--- LISTED ENTRIES Enclosed Below ---

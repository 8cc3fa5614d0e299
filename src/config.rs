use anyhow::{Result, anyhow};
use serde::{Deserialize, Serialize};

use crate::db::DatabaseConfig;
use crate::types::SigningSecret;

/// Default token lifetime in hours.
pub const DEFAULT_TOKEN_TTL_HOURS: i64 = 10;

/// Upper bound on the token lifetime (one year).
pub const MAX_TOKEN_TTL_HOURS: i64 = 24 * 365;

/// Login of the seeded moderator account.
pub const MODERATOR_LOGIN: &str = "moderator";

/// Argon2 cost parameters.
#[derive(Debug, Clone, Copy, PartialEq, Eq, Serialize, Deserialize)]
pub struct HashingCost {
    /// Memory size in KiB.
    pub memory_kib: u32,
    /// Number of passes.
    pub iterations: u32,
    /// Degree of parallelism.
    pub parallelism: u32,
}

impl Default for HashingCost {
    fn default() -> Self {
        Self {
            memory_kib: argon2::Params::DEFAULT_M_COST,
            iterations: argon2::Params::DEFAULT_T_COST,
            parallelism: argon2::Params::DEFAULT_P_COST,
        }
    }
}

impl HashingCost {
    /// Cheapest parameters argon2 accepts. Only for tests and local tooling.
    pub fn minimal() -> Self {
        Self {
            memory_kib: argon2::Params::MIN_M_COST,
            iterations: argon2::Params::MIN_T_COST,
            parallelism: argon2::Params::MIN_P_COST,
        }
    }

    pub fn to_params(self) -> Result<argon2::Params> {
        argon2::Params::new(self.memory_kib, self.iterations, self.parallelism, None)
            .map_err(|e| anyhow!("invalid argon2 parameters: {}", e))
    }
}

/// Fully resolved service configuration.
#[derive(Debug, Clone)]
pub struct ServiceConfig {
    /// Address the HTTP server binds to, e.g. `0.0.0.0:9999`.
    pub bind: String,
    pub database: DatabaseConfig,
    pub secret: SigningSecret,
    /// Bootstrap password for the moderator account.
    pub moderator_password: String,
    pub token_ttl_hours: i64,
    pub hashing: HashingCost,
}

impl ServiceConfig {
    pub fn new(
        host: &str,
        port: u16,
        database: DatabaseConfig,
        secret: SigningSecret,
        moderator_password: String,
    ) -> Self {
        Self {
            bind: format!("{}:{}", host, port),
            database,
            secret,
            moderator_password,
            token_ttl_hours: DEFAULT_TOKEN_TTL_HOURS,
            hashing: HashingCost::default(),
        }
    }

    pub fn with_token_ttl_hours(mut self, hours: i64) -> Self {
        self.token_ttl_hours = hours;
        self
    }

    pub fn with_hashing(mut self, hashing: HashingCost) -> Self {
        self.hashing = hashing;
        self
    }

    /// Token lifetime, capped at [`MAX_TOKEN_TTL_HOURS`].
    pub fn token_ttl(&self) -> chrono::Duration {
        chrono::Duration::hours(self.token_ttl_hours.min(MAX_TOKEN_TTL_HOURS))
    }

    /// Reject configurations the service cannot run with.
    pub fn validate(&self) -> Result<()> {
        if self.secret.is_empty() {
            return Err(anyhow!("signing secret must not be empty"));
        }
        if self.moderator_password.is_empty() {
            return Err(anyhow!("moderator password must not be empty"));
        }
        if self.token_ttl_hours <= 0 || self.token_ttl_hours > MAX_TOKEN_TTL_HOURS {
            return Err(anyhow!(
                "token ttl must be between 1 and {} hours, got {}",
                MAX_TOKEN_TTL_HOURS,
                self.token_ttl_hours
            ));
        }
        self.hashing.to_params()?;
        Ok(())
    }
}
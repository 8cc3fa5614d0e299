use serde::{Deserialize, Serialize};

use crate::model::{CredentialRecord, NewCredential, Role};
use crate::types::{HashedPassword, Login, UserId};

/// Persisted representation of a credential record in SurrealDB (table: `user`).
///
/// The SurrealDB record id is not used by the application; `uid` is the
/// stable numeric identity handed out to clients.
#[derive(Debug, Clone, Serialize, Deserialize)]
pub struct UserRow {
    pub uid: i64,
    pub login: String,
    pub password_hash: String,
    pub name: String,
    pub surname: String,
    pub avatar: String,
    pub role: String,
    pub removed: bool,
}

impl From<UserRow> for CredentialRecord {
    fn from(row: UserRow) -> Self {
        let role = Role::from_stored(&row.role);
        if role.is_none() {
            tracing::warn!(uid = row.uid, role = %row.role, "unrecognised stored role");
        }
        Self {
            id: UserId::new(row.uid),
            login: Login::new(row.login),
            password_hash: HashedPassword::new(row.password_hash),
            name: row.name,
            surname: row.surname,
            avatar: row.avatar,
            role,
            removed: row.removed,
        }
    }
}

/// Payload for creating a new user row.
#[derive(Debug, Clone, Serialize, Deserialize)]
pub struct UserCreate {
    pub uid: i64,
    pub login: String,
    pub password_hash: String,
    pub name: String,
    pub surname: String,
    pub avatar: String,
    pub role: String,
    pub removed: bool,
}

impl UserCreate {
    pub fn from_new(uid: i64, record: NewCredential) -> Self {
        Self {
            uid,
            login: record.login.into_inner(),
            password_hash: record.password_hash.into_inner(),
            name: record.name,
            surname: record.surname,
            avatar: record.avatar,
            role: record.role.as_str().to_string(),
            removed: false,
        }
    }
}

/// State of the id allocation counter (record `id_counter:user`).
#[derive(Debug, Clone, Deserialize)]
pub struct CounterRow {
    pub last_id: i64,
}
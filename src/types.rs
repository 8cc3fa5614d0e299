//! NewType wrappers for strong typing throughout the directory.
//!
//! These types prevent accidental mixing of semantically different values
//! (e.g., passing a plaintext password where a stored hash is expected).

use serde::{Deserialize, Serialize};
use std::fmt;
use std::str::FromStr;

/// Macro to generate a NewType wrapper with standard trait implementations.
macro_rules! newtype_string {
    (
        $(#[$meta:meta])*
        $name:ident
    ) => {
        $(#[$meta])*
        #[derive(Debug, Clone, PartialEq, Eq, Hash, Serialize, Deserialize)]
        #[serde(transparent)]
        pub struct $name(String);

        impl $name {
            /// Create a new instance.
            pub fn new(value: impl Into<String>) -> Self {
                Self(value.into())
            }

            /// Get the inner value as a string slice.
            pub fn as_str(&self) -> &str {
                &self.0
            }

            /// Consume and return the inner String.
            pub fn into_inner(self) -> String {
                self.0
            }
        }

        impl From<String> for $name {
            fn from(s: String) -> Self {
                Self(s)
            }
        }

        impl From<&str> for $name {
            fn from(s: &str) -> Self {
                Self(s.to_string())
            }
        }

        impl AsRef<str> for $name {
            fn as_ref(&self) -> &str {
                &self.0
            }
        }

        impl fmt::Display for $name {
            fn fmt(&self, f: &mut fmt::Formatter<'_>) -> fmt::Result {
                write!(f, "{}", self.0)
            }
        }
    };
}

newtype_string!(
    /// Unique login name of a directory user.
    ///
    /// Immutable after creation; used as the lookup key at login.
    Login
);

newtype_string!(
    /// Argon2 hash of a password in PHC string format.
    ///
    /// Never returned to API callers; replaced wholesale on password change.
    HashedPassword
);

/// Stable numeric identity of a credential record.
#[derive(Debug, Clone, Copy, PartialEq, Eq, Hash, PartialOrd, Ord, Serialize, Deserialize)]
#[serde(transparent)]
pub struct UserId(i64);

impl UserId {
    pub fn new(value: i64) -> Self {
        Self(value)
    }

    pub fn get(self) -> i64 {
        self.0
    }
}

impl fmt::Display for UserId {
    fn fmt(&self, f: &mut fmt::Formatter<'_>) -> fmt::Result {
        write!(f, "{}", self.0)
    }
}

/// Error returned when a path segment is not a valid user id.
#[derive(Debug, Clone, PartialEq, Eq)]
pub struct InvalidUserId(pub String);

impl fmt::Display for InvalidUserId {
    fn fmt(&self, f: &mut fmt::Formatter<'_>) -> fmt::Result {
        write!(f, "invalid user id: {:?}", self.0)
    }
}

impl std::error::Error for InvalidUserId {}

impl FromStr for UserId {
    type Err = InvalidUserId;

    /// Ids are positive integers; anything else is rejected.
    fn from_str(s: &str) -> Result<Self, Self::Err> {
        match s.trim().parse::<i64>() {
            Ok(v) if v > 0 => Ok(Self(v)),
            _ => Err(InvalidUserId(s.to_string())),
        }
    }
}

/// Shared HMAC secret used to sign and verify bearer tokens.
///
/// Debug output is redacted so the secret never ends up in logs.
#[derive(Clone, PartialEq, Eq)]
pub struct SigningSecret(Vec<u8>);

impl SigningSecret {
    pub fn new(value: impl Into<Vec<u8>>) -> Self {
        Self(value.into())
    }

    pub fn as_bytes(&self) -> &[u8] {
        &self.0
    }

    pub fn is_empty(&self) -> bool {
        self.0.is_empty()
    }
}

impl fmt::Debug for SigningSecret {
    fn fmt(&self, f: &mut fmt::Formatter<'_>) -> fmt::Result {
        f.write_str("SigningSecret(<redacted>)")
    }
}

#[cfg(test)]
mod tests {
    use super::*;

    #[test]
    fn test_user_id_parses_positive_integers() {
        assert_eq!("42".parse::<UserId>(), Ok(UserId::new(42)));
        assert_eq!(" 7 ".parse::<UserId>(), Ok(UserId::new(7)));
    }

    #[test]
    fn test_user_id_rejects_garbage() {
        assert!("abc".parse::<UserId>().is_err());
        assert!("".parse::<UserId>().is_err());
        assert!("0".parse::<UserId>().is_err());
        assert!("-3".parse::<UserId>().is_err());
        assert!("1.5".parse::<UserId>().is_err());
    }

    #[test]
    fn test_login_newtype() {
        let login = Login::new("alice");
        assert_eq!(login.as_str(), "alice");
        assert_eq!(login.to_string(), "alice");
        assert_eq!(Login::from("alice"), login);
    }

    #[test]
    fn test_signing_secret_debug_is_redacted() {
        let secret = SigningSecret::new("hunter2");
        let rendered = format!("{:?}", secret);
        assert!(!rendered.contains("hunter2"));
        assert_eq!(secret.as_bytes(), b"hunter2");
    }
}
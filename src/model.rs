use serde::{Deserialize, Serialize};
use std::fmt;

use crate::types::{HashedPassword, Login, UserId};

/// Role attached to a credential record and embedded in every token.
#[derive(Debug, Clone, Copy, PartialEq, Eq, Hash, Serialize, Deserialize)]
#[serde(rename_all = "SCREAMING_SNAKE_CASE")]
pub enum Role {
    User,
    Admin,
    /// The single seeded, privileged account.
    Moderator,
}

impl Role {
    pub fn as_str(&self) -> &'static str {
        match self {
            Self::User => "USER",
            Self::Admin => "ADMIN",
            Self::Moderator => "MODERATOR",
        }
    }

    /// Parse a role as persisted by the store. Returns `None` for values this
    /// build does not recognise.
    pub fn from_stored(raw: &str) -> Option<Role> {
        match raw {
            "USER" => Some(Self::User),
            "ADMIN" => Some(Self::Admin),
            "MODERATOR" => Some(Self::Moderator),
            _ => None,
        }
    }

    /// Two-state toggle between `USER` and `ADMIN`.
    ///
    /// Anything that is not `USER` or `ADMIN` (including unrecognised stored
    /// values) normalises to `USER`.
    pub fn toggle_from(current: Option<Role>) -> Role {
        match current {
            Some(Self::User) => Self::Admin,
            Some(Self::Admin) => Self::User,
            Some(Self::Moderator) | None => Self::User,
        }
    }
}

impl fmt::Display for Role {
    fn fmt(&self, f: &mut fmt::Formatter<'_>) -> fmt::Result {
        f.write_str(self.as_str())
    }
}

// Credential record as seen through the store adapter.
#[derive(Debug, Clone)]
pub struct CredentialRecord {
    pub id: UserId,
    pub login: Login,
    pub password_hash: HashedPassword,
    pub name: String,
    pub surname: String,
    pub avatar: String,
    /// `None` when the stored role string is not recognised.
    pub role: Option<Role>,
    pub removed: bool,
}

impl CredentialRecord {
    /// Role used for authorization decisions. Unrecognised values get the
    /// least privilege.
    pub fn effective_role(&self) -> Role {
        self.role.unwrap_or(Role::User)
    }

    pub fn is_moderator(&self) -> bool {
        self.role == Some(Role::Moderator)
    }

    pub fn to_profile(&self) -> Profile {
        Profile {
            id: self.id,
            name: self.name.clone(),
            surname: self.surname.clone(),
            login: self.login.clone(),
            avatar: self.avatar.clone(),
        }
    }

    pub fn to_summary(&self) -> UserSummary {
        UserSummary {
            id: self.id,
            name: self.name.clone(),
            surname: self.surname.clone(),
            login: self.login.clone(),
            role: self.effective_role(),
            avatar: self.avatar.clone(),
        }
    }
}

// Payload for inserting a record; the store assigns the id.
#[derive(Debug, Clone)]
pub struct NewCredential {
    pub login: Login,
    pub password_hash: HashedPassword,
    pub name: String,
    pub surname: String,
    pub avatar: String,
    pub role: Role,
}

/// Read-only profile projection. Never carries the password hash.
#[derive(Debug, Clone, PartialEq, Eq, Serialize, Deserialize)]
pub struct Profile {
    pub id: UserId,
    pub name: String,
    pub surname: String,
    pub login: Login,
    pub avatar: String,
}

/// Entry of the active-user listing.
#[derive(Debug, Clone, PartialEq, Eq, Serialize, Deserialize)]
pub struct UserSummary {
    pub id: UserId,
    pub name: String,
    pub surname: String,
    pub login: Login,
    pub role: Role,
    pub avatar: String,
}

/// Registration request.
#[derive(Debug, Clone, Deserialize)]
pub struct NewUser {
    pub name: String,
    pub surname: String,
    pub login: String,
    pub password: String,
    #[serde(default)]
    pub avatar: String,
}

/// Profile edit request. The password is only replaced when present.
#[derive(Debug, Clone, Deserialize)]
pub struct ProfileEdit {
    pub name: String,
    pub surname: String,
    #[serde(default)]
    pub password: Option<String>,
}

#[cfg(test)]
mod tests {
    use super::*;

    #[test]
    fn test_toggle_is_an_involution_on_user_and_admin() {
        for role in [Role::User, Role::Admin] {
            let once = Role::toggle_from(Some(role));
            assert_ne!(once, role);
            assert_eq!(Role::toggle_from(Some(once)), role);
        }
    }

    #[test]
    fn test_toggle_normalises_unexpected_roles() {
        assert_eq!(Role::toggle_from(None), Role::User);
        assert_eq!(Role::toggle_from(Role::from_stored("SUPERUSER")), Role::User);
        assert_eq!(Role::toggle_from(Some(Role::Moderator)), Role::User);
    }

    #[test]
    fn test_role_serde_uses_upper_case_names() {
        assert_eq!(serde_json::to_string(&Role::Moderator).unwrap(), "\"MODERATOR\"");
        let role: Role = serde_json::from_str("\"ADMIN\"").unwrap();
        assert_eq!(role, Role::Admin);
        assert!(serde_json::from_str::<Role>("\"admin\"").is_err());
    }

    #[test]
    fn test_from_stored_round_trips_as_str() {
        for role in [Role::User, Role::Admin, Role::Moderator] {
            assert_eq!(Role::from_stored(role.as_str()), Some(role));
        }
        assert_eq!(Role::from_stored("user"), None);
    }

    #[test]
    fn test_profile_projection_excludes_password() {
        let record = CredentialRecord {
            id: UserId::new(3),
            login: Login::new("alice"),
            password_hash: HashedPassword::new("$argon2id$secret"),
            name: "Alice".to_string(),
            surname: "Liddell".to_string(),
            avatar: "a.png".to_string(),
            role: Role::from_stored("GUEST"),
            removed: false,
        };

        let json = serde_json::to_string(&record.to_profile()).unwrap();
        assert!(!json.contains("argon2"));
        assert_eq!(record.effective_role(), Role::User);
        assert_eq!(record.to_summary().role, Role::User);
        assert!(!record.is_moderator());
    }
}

--- End of Enclosed LISTED ENTRIES ---

EXERCISE REQUIREMENTS
Using the data above, reproduce exactly the lines between those holding "on password change." and "impl std::error::Error for", inclusive, and no others.

RESPONSE TO THIS TASK
    /// Never returned to API callers; replaced wholesale on password change.
    HashedPassword
);

/// Stable numeric identity of a credential record.
#[derive(Debug, Clone, Copy, PartialEq, Eq, Hash, PartialOrd, Ord, Serialize, Deserialize)]
#[serde(transparent)]
pub struct UserId(i64);

impl UserId {
    pub fn new(value: i64) -> Self {
        Self(value)
    }

    pub fn get(self) -> i64 {
        self.0
    }
}

impl fmt::Display for UserId {
    fn fmt(&self, f: &mut fmt::Formatter<'_>) -> fmt::Result {
        write!(f, "{}", self.0)
    }
}

/// Error returned when a path segment is not a valid user id.
#[derive(Debug, Clone, PartialEq, Eq)]
pub struct InvalidUserId(pub String);

impl fmt::Display for InvalidUserId {
    fn fmt(&self, f: &mut fmt::Formatter<'_>) -> fmt::Result {
        write!(f, "invalid user id: {:?}", self.0)
    }
}

impl std::error::Error for InvalidUserId {}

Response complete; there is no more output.